We report two cases harboring a KCNQ2 variant and having developmental and epileptic encephalopathy (DEE) in whom lacosamide (LCM) was effective in treating their epilepsy. Case 1: A 5-year-old boy presented focal onset hypoventilation and tonic seizure after birth. Interictal electroencephalogram showed suppression-burst patterns. At 3 years and 10 months of age, he presented unknown onset tonic followed by atonic seizures. LCM was effective for seizures. Case 2: A 5-year-old boy presented hyperexcitability and focal onset tonic seizure after birth.

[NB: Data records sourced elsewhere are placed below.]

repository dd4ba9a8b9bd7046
//! General time utility functions

use chrono;

/// Number of nanoseconds in a second
pub const NANOS_PER_SECOND: i64 = 1_000_000_000;

/// Convert a duration into a number of seconds, or `None` if overflow
pub fn duration_to_seconds(duration: chrono::Duration) -> Option<f64> {
    if let Some(ns) = duration.num_nanoseconds() {
        Some(ns as f64 / NANOS_PER_SECOND as f64)
    }
    else {
        None
    }
}
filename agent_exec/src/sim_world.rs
//! In-process scripted world
//!
//! A small kinematic stand-in for the simulator, the data provider and the
//! basic-agent planner, used by the demo runner and scenario tests. The road
//! runs along the +x axis with the lane centre at y = 0.

// ---------------------------------------------------------------------------
// IMPORTS
// ---------------------------------------------------------------------------

// External
use log::{debug, warn};
use std::cell::RefCell;
use std::collections::HashMap;
use std::rc::Rc;

// Internal
use sim_if::control::VehicleControl;
use sim_if::world::{
    ActorId, ActorProvider, Blockers, Location, Planner, PlannerBuilder, PlannerError, World,
    WorldError,
};

// ---------------------------------------------------------------------------
// CONSTANTS
// ---------------------------------------------------------------------------

/// Half width of the single simulated lane.
///
/// Units: meters
pub const LANE_HALF_WIDTH_M: f64 = 2.0;

/// Actors closer ahead than this block the ego vehicle.
///
/// Units: meters
const BLOCK_RANGE_M: f64 = 10.0;

/// Top speed the scripted planner drives at.
///
/// Units: kilometers/hour
const CRUISE_SPEED_KMH: f64 = 40.0;

/// A route waypoint is considered reached within this distance.
///
/// Units: meters
const WAYPOINT_RADIUS_M: f64 = 3.0;

// ---------------------------------------------------------------------------
// ENUMERATIONS
// ---------------------------------------------------------------------------

/// Kinds of actor the scripted world can hold.
#[derive(Debug, Copy, Clone, Eq, PartialEq)]
pub enum SimActorKind {
    Vehicle,
    Walker,
    TrafficLight,
}

// ---------------------------------------------------------------------------
// DATA STRUCTURES
// ---------------------------------------------------------------------------

/// An actor in the scripted world.
#[derive(Debug, Copy, Clone)]
pub struct SimActor {
    pub kind: SimActorKind,
    pub location: Location,
    pub speed_kmh: f64,
}

/// Inner world state shared between the seams.
struct SimState {
    actors: HashMap<ActorId, SimActor>,
    hero: Option<ActorId>,
    next_id: u64,
    junctions: Vec<(Location, f64)>,
    weather_indicator: f32,
}

/// Cloneable handle onto the scripted world.
///
/// One handle is passed to the agent as each of its collaborator seams, all
/// sharing the same single-threaded state.
#[derive(Clone)]
pub struct SimHandle {
    state: Rc<RefCell<SimState>>,
}

/// Scripted planner: follows the route at cruise speed and brakes for any
/// actor inside the block range.
pub struct SimPlanner {
    handle: SimHandle,
    route: Vec<Location>,
    next_waypoint: usize,
    debug: bool,
}

/// Builds [`SimPlanner`] instances over a shared world handle.
pub struct SimPlannerBuilder {
    handle: SimHandle,
}

// ---------------------------------------------------------------------------
// IMPLEMENTATIONS
// ---------------------------------------------------------------------------

impl SimHandle {
    /// Create an empty world.
    pub fn new() -> Self {
        SimHandle {
            state: Rc::new(RefCell::new(SimState {
                actors: HashMap::new(),
                hero: None,
                next_id: 1,
                junctions: Vec::new(),
                weather_indicator: 0.0,
            })),
        }
    }

    /// Spawn the ego vehicle. There is exactly one, respawning replaces it.
    pub fn spawn_hero(&self, location: Location) -> ActorId {
        let id = self.spawn_actor(SimActorKind::Vehicle, location, 0.0);
        self.state.borrow_mut().hero = Some(id);
        id
    }

    /// Spawn an actor, returning its id.
    pub fn spawn_actor(&self, kind: SimActorKind, location: Location, speed_kmh: f64) -> ActorId {
        let mut state = self.state.borrow_mut();
        let id = ActorId(state.next_id);
        state.next_id += 1;
        state.actors.insert(
            id,
            SimActor {
                kind,
                location,
                speed_kmh,
            },
        );

        id
    }

    /// Mark a circular junction region on the map.
    pub fn add_junction(&self, centre: Location, radius_m: f64) {
        self.state.borrow_mut().junctions.push((centre, radius_m));
    }

    /// Apply a control command to the hero vehicle over one cycle.
    ///
    /// First-order speed response, motion along +x only.
    pub fn apply_control(&self, control: &VehicleControl, dt_s: f64) {
        let mut state = self.state.borrow_mut();

        let hero = match state.hero {
            Some(h) => h,
            None => {
                warn!("Cannot apply control, no hero vehicle spawned");
                return;
            }
        };

        if let Some(actor) = state.actors.get_mut(&hero) {
            let target_kmh = if control.brake > 0.0 {
                0.0
            } else {
                control.throttle * CRUISE_SPEED_KMH
            };

            actor.speed_kmh += (target_kmh - actor.speed_kmh) * (dt_s * 2.0).min(1.0);
            actor.location.x += actor.speed_kmh / 3.6 * dt_s;
        }
    }

    /// Current hero speed in meters/second, as a speedometer would report.
    pub fn hero_speed_ms(&self) -> f64 {
        let state = self.state.borrow();
        match state.hero.and_then(|h| state.actors.get(&h)) {
            Some(actor) => actor.speed_kmh / 3.6,
            None => 0.0,
        }
    }

    /// Number of actors currently in the world.
    pub fn actor_count(&self) -> usize {
        self.state.borrow().actors.len()
    }

    /// Last weather indicator applied through the world seam.
    pub fn weather_indicator(&self) -> f32 {
        self.state.borrow().weather_indicator
    }
}

impl World for SimHandle {
    fn destroy_actor(&mut self, actor: ActorId) -> Result<(), WorldError> {
        let mut state = self.state.borrow_mut();

        // The hero is not destroyable
        if state.hero == Some(actor) {
            return Err(WorldError::ActorNotFound(actor));
        }

        match state.actors.remove(&actor) {
            Some(_) => Ok(()),
            None => Err(WorldError::ActorNotFound(actor)),
        }
    }

    fn is_junction(&self, location: &Location) -> Result<bool, WorldError> {
        let state = self.state.borrow();

        Ok(state.junctions.iter().any(|(centre, radius)| {
            let dx = location.x - centre.x;
            let dy = location.y - centre.y;
            (dx * dx + dy * dy).sqrt() <= *radius
        }))
    }

    fn apply_weather(&mut self, indicator: f32) {
        self.state.borrow_mut().weather_indicator = indicator;
    }
}

impl ActorProvider for SimHandle {
    fn hero_vehicle(&self) -> Result<ActorId, WorldError> {
        self.state.borrow().hero.ok_or(WorldError::NoHeroVehicle)
    }

    fn location_of(&self, actor: ActorId) -> Result<Location, WorldError> {
        match self.state.borrow().actors.get(&actor) {
            Some(a) => Ok(a.location),
            None => Err(WorldError::ActorNotFound(actor)),
        }
    }

    fn speed_kmh_of(&self, actor: ActorId) -> Result<f64, WorldError> {
        match self.state.borrow().actors.get(&actor) {
            Some(a) => Ok(a.speed_kmh),
            None => Err(WorldError::ActorNotFound(actor)),
        }
    }

    fn project_to_lane(&self, location: &Location) -> Result<Location, WorldError> {
        // The single lane runs along the x axis
        Ok(Location {
            x: location.x,
            y: 0.0,
            z: location.z,
        })
    }
}

impl Planner for SimPlanner {
    fn set_route(&mut self, route: &[Location]) -> Result<(), PlannerError> {
        if route.is_empty() {
            return Err(PlannerError::NoRoute);
        }

        self.route = route.to_vec();
        self.next_waypoint = 0;

        Ok(())
    }

    fn run_step(&mut self) -> Result<(VehicleControl, Blockers), PlannerError> {
        if self.route.is_empty() {
            return Err(PlannerError::NoRoute);
        }

        let state = self.handle.state.borrow();

        let hero = state
            .hero
            .ok_or_else(|| PlannerError::Internal(String::from("no hero vehicle")))?;
        let hero_loc = state
            .actors
            .get(&hero)
            .ok_or_else(|| PlannerError::Internal(String::from("hero vehicle despawned")))?
            .location;

        // Advance the waypoint cursor past anything already reached
        while self.next_waypoint < self.route.len() {
            let wp = self.route[self.next_waypoint];
            if (wp.x - hero_loc.x).abs() > WAYPOINT_RADIUS_M {
                break;
            }
            self.next_waypoint += 1;
        }

        // Collect one blocking actor of each kind
        let mut blockers = Blockers::default();
        for (id, actor) in state.actors.iter() {
            if *id == hero {
                continue;
            }

            let dx = actor.location.x - hero_loc.x;
            let dy = actor.location.y - hero_loc.y;
            if dx < 0.0 || dx > BLOCK_RANGE_M || dy.abs() > LANE_HALF_WIDTH_M {
                continue;
            }

            match actor.kind {
                SimActorKind::Vehicle => blockers.obstacle = blockers.obstacle.or(Some(*id)),
                SimActorKind::Walker => blockers.walker = blockers.walker.or(Some(*id)),
                SimActorKind::TrafficLight => {
                    blockers.traffic_light = blockers.traffic_light.or(Some(*id))
                }
            }
        }

        let blocked = blockers.obstacle.is_some()
            || blockers.walker.is_some()
            || blockers.traffic_light.is_some();

        let control = if blocked || self.next_waypoint >= self.route.len() {
            VehicleControl::full_brake()
        } else {
            let wp = self.route[self.next_waypoint];
            VehicleControl {
                steer: ((wp.y - hero_loc.y) * 0.1).max(-1.0).min(1.0),
                throttle: 0.6,
                brake: 0.0,
            }
        };

        if self.debug {
            debug!(
                "Planner step: wp {}/{}, blocked: {}",
                self.next_waypoint,
                self.route.len(),
                blocked
            );
        }

        Ok((control, blockers))
    }
}

impl SimPlannerBuilder {
    pub fn new(handle: SimHandle) -> Self {
        SimPlannerBuilder { handle }
    }
}

impl PlannerBuilder for SimPlannerBuilder {
    fn build(&self, _hero: ActorId, debug: bool) -> Result<Box<dyn Planner>, PlannerError> {
        Ok(Box::new(SimPlanner {
            handle: self.handle.clone(),
            route: Vec::new(),
            next_waypoint: 0,
            debug,
        }))
    }
}

impl Default for SimHandle {
    fn default() -> Self {
        Self::new()
    }
}

// ---------------------------------------------------------------------------
// TESTS
// ---------------------------------------------------------------------------

#[cfg(test)]
mod test {
    use super::*;

    fn loc(x: f64, y: f64) -> Location {
        Location { x, y, z: 0.0 }
    }

    #[test]
    fn test_planner_brakes_for_blocker() {
        let handle = SimHandle::new();
        let hero = handle.spawn_hero(loc(0.0, 0.0));
        let parked = handle.spawn_actor(SimActorKind::Vehicle, loc(5.0, 0.5), 0.0);

        let builder = SimPlannerBuilder::new(handle.clone());
        let mut planner = builder.build(hero, false).unwrap();
        planner.set_route(&[loc(50.0, 0.0)]).unwrap();

        let (control, blockers) = planner.run_step().unwrap();
        assert_eq!(control, VehicleControl::full_brake());
        assert_eq!(blockers.obstacle, Some(parked));

        // Once the blocker is gone the planner drives again
        let mut world = handle.clone();
        world.destroy_actor(parked).unwrap();

        let (control, blockers) = planner.run_step().unwrap();
        assert!(control.throttle > 0.0);
        assert!(blockers.obstacle.is_none());
    }

    #[test]
    fn test_blockers_respect_lane_and_range() {
        let handle = SimHandle::new();
        let hero = handle.spawn_hero(loc(0.0, 0.0));

        // Behind, off-lane, and out of range actors do not block
        handle.spawn_actor(SimActorKind::Vehicle, loc(-5.0, 0.0), 0.0);
        handle.spawn_actor(SimActorKind::Walker, loc(5.0, 4.0), 0.0);
        handle.spawn_actor(SimActorKind::Vehicle, loc(50.0, 0.0), 0.0);

        let builder = SimPlannerBuilder::new(handle.clone());
        let mut planner = builder.build(hero, false).unwrap();
        planner.set_route(&[loc(100.0, 0.0)]).unwrap();

        let (_, blockers) = planner.run_step().unwrap();
        assert!(blockers.obstacle.is_none());
        assert!(blockers.walker.is_none());
        assert!(blockers.traffic_light.is_none());
    }

    #[test]
    fn test_world_queries() {
        let mut handle = SimHandle::new();
        let hero = handle.spawn_hero(loc(0.0, 0.0));
        handle.add_junction(loc(90.0, 0.0), 15.0);

        assert!(!handle.is_junction(&loc(0.0, 0.0)).unwrap());
        assert!(handle.is_junction(&loc(80.0, 0.0)).unwrap());

        // Lane projection snaps to the lane centre
        let projected = handle.project_to_lane(&loc(10.0, 1.5)).unwrap();
        assert_eq!(projected, loc(10.0, 0.0));

        // The hero cannot be destroyed
        assert!(handle.destroy_actor(hero).is_err());

        // Weather indicator round-trips through the seam
        handle.apply_weather(0.5);
        assert_eq!(handle.weather_indicator(), 0.5);
    }
}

At 3 years and 2 months of age, he presented focal onset right versive followed by bilateral tonic clonic seizures. LCM was effective for seizures. Severe intellectual disability, spastic quadriplegia, and DEE were demonstrated in both patients. Genetic testing revealed a missense variant in KCNQ2 in both patients. Sodium channel blockers have been reported to be effective in managing seizures in patients with KCNQ2 variants. Our experiences suggest that LCM is effective for epilepsy management in DEE with KCNQ2 variants.